- [Work instruction]:
In the entries that follow, copy exactly each line from the first through the line with "use deadpool_redis::Pool;".

- [Input data]:
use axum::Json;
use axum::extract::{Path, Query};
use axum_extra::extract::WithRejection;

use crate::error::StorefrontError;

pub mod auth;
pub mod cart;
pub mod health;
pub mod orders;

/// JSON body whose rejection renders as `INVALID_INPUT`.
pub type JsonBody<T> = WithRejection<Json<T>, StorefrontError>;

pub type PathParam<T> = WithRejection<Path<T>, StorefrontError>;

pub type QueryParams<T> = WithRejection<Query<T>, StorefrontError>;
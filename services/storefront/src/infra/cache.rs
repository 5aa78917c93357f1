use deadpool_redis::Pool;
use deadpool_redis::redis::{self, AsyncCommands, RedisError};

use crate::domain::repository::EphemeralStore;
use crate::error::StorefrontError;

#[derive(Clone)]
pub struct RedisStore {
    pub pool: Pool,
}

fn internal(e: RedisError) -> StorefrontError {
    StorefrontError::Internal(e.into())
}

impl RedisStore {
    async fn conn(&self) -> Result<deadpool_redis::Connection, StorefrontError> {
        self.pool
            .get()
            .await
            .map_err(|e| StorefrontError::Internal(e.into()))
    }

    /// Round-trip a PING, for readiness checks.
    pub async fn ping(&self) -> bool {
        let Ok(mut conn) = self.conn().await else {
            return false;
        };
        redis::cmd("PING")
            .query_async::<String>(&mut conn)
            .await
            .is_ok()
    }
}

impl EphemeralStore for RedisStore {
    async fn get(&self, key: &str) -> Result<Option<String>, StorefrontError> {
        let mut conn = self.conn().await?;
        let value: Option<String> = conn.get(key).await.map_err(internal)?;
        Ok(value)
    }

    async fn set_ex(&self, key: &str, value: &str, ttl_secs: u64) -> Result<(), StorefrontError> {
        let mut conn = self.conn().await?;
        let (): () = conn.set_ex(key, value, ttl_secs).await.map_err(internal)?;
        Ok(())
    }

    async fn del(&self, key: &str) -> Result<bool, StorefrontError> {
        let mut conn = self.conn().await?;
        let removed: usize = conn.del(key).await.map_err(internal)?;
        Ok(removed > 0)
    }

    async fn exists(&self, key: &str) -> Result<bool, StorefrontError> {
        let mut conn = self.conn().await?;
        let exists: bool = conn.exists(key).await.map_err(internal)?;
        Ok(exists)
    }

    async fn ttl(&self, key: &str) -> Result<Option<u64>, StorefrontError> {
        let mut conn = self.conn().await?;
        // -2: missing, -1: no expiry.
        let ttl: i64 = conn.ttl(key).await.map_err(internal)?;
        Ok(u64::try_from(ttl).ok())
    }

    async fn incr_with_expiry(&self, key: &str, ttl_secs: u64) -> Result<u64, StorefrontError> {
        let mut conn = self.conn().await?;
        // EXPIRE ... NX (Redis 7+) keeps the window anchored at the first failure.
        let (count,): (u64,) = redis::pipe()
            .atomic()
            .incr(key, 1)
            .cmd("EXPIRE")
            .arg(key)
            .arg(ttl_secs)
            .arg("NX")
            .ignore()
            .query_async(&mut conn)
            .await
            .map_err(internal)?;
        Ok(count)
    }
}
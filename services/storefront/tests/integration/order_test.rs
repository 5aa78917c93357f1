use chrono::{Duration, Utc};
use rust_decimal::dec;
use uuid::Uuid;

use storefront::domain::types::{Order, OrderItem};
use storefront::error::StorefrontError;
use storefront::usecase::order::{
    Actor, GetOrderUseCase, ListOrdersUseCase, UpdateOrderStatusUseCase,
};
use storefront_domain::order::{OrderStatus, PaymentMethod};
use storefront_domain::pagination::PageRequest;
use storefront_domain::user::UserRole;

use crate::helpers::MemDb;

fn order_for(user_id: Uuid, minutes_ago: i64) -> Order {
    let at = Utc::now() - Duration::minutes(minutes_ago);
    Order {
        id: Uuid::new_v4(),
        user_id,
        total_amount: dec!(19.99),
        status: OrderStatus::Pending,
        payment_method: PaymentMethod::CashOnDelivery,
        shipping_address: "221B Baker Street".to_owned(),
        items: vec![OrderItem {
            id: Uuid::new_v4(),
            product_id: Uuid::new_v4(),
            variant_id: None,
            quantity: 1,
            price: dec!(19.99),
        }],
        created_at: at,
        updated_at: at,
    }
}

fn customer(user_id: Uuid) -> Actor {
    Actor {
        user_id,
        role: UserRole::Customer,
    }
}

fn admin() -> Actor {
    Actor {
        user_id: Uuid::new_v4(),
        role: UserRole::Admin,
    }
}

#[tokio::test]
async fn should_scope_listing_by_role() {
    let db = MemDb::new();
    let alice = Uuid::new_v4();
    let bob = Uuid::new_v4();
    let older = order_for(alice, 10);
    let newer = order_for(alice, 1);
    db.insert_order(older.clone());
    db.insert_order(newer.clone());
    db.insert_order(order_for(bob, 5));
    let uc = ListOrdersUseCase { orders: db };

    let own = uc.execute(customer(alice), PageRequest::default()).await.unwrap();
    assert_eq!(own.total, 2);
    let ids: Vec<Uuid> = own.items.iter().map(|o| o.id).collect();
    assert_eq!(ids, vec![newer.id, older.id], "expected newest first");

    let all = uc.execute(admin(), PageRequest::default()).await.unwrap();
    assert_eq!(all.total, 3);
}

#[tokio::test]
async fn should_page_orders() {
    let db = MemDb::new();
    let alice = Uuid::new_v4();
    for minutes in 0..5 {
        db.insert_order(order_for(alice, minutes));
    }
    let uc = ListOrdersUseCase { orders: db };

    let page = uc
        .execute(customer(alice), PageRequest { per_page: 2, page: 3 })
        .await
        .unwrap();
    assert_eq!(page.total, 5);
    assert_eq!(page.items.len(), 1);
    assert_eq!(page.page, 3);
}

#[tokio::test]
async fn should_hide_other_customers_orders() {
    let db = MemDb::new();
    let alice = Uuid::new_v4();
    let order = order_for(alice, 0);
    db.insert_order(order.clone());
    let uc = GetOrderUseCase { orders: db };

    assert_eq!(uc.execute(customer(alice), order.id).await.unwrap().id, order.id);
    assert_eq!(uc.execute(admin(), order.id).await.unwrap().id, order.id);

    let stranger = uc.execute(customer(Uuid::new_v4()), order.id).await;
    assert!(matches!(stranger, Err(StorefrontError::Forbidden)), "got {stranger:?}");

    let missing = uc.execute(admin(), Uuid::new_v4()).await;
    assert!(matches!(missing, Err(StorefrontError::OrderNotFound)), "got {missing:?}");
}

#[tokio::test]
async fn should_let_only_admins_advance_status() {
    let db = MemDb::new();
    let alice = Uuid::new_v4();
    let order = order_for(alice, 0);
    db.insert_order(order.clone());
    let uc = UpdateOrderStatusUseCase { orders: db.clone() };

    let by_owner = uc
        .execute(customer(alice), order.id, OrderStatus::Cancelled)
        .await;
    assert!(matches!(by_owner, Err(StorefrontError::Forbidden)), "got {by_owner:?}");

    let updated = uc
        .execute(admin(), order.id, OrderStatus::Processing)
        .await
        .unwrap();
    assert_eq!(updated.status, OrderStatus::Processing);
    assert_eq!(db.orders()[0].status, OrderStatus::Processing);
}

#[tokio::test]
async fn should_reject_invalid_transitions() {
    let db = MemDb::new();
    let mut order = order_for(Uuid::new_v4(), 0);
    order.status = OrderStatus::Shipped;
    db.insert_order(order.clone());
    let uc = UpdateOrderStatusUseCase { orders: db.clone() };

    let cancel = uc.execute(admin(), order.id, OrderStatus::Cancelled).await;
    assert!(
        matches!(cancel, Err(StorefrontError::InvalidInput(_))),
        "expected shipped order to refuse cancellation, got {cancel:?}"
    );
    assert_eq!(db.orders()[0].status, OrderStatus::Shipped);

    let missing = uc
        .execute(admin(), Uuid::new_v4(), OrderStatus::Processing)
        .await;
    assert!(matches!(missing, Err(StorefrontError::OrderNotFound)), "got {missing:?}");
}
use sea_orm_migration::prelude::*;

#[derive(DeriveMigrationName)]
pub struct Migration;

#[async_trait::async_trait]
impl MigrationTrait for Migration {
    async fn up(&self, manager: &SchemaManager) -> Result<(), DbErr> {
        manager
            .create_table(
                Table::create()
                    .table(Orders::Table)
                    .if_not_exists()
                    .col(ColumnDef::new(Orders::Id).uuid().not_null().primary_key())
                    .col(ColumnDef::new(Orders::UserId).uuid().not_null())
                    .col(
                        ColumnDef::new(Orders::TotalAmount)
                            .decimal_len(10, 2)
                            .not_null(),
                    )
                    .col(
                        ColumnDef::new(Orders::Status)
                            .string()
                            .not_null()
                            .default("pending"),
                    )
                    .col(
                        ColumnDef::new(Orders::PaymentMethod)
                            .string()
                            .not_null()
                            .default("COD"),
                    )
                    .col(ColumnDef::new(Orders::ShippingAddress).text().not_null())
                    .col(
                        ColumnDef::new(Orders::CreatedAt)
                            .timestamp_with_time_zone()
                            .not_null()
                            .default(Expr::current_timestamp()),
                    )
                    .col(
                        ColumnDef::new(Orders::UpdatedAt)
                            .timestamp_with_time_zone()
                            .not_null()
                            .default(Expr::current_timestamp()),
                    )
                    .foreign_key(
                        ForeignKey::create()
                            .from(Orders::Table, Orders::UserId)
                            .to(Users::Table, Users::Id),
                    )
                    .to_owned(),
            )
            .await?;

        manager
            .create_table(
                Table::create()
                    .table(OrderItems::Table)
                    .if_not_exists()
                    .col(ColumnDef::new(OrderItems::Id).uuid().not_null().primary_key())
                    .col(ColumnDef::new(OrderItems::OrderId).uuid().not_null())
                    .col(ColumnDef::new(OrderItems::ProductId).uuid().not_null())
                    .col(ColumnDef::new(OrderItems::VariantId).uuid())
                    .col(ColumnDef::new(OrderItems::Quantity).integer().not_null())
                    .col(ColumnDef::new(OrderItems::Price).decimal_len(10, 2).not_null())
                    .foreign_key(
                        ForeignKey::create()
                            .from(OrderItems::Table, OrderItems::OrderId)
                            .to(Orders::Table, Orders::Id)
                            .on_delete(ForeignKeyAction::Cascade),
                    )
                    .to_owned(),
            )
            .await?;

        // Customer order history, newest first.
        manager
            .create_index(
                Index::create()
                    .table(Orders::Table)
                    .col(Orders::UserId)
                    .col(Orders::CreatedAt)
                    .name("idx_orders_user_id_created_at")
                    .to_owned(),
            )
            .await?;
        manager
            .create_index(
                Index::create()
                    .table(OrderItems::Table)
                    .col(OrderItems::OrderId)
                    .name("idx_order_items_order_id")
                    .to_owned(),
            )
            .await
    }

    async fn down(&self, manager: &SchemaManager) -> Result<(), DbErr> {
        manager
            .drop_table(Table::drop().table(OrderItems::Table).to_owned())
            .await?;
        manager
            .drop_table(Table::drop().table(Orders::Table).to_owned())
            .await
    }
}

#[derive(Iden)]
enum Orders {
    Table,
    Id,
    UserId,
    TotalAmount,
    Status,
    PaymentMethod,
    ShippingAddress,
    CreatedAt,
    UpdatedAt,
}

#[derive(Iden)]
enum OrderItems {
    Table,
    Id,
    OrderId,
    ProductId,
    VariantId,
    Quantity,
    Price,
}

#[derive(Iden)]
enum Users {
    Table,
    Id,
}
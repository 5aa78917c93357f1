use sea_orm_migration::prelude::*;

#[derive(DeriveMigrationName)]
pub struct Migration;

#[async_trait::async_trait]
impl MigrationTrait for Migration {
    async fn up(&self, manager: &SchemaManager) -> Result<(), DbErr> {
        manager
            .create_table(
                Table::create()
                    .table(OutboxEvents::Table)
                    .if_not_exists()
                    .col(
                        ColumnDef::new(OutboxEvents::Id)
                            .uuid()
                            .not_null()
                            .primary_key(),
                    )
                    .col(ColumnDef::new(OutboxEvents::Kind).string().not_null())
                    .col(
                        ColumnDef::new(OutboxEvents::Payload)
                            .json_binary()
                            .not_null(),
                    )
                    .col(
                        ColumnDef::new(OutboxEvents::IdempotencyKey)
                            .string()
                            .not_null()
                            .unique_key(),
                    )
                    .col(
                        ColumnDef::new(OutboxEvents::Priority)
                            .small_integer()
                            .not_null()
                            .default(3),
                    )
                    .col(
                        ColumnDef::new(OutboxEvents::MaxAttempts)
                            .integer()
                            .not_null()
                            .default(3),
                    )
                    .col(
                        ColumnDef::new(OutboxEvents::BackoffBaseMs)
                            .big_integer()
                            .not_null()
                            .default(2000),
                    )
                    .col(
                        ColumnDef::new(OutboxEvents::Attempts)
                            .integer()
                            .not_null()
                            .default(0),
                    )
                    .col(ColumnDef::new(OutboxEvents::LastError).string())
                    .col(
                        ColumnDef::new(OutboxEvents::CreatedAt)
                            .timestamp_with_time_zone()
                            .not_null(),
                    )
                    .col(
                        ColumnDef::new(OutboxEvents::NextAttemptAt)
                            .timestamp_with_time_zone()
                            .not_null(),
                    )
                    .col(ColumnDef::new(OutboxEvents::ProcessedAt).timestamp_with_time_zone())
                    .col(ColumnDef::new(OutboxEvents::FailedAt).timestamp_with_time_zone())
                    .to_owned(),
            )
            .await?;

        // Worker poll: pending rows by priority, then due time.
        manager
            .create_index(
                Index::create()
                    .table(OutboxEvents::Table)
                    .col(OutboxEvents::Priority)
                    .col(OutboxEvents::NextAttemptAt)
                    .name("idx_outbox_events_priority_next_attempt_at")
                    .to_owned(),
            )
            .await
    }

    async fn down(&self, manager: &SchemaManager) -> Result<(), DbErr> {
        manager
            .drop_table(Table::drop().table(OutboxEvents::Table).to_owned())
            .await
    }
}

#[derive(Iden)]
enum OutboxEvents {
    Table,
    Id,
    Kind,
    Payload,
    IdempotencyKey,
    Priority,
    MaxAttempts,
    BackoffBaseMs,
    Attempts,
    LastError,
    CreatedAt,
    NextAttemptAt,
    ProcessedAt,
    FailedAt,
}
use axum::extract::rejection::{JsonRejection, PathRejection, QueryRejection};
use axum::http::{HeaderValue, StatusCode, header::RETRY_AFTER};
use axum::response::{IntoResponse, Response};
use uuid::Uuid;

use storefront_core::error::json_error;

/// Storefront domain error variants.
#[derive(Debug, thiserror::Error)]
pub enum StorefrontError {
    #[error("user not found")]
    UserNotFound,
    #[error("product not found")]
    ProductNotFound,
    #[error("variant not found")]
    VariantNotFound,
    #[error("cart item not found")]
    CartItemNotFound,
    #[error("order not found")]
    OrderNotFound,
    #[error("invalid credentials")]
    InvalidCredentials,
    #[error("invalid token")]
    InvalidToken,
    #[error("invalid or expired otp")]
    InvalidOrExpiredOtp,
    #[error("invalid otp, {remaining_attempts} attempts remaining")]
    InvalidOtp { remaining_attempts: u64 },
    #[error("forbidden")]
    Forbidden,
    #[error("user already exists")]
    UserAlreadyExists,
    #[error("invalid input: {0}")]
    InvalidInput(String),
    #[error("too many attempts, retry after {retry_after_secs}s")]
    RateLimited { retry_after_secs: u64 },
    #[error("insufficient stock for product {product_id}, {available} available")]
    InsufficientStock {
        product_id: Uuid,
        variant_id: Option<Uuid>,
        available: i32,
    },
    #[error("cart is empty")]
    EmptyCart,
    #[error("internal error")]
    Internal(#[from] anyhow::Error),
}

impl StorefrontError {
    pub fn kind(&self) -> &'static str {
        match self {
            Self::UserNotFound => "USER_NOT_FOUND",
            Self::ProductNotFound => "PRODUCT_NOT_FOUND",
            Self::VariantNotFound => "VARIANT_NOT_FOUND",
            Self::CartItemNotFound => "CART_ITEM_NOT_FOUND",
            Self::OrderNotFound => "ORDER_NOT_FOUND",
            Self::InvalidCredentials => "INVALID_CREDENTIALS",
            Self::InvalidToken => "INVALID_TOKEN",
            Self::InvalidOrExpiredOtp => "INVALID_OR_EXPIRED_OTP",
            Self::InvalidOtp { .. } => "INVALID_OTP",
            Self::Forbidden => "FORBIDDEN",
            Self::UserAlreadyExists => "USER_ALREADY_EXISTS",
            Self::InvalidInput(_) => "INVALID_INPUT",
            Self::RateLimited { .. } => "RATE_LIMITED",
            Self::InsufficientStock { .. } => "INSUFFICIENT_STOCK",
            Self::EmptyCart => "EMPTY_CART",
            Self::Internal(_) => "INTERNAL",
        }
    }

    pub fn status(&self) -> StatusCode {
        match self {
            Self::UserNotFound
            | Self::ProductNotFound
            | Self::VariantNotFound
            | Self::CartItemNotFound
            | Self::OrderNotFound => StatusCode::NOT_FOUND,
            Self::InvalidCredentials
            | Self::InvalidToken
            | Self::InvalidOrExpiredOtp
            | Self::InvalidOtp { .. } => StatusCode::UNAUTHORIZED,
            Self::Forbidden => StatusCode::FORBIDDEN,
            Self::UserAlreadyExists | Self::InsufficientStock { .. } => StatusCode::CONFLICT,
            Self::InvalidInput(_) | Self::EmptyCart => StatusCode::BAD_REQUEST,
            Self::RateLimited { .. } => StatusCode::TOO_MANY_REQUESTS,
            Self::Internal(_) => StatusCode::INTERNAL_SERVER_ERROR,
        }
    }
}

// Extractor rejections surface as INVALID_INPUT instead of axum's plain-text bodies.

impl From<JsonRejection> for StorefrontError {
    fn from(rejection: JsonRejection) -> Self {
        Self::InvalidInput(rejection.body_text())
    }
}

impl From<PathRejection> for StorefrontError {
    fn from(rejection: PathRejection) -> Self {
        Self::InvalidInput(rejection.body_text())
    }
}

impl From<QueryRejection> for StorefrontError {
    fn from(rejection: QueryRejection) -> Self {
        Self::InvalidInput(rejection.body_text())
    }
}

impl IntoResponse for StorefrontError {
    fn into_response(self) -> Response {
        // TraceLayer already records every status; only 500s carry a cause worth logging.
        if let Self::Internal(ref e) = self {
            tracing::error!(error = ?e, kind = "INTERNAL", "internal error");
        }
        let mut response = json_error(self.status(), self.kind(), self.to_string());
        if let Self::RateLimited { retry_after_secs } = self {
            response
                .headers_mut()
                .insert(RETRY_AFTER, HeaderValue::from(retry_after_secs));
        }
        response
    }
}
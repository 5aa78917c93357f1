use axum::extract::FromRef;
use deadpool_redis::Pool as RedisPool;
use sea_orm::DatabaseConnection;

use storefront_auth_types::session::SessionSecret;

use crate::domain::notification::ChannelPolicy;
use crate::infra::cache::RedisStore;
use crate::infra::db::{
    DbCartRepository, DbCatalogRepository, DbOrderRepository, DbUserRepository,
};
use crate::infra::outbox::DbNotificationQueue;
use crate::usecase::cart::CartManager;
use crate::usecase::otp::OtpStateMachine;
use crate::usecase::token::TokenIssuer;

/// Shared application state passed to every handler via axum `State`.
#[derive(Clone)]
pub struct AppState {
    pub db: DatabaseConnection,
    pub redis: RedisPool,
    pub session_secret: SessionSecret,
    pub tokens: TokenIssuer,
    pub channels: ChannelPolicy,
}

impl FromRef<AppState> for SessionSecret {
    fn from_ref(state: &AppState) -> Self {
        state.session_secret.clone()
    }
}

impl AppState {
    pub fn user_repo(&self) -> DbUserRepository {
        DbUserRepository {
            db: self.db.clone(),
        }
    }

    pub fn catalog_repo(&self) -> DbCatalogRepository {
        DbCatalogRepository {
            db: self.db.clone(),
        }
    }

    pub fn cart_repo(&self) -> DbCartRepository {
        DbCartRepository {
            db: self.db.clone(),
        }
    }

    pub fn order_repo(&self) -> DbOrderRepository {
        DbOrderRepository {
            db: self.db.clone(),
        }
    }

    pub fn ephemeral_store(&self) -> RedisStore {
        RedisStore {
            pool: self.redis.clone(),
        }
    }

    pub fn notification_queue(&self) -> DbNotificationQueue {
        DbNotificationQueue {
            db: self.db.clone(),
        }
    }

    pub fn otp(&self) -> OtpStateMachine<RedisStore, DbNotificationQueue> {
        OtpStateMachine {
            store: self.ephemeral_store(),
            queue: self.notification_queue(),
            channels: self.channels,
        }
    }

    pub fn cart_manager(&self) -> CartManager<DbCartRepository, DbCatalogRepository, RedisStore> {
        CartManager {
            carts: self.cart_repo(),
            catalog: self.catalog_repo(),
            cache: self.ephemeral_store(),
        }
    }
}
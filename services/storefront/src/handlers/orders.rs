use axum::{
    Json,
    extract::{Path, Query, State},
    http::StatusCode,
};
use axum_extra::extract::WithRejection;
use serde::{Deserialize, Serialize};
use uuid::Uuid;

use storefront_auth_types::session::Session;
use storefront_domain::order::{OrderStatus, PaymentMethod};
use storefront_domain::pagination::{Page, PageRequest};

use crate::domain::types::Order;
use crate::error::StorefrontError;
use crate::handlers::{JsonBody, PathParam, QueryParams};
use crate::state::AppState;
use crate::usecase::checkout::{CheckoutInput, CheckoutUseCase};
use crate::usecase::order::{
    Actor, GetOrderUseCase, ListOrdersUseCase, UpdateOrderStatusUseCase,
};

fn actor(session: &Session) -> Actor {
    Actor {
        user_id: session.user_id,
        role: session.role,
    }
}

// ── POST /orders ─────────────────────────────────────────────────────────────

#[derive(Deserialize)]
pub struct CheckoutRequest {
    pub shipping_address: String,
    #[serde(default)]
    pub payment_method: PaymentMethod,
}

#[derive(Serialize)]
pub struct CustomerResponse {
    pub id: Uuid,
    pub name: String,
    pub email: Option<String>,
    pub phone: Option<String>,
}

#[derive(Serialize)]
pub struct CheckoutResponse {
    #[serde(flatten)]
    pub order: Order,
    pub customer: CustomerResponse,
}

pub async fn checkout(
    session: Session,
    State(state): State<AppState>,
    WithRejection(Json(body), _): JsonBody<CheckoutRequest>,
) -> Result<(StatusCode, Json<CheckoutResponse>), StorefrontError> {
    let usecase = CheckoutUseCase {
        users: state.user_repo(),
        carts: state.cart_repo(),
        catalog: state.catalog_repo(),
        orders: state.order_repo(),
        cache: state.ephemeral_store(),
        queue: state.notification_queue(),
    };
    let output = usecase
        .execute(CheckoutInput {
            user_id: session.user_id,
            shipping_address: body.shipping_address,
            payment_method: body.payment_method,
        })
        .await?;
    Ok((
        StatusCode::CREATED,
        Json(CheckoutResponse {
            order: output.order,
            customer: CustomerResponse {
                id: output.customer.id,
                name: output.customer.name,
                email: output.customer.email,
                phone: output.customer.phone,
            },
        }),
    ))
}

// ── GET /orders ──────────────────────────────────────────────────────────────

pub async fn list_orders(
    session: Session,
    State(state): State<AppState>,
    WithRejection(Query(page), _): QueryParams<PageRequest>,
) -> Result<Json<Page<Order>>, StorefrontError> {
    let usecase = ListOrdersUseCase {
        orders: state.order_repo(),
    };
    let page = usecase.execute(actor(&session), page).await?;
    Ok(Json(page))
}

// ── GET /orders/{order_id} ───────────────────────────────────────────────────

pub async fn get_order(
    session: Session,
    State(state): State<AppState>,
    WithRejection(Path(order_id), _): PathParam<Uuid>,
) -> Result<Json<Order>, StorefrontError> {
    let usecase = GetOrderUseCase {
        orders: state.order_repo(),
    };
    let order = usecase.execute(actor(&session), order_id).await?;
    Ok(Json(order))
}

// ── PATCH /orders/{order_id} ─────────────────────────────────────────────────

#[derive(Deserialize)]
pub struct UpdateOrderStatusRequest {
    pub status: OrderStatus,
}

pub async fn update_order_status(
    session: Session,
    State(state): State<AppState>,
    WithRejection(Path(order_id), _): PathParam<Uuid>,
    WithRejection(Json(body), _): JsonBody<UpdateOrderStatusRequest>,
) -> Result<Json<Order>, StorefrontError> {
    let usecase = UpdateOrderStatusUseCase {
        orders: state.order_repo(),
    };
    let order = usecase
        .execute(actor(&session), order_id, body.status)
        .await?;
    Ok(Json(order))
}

- [Written reply]:
use axum::Json;
use axum::extract::{Path, Query};
use axum_extra::extract::WithRejection;

use crate::error::StorefrontError;

pub mod auth;
pub mod cart;
pub mod health;
pub mod orders;

/// JSON body whose rejection renders as `INVALID_INPUT`.
pub type JsonBody<T> = WithRejection<Json<T>, StorefrontError>;

pub type PathParam<T> = WithRejection<Path<T>, StorefrontError>;

pub type QueryParams<T> = WithRejection<Query<T>, StorefrontError>;
filename services/storefront/src/infra/cache.rs
repository 5aa78917c93357f1
use deadpool_redis::Pool;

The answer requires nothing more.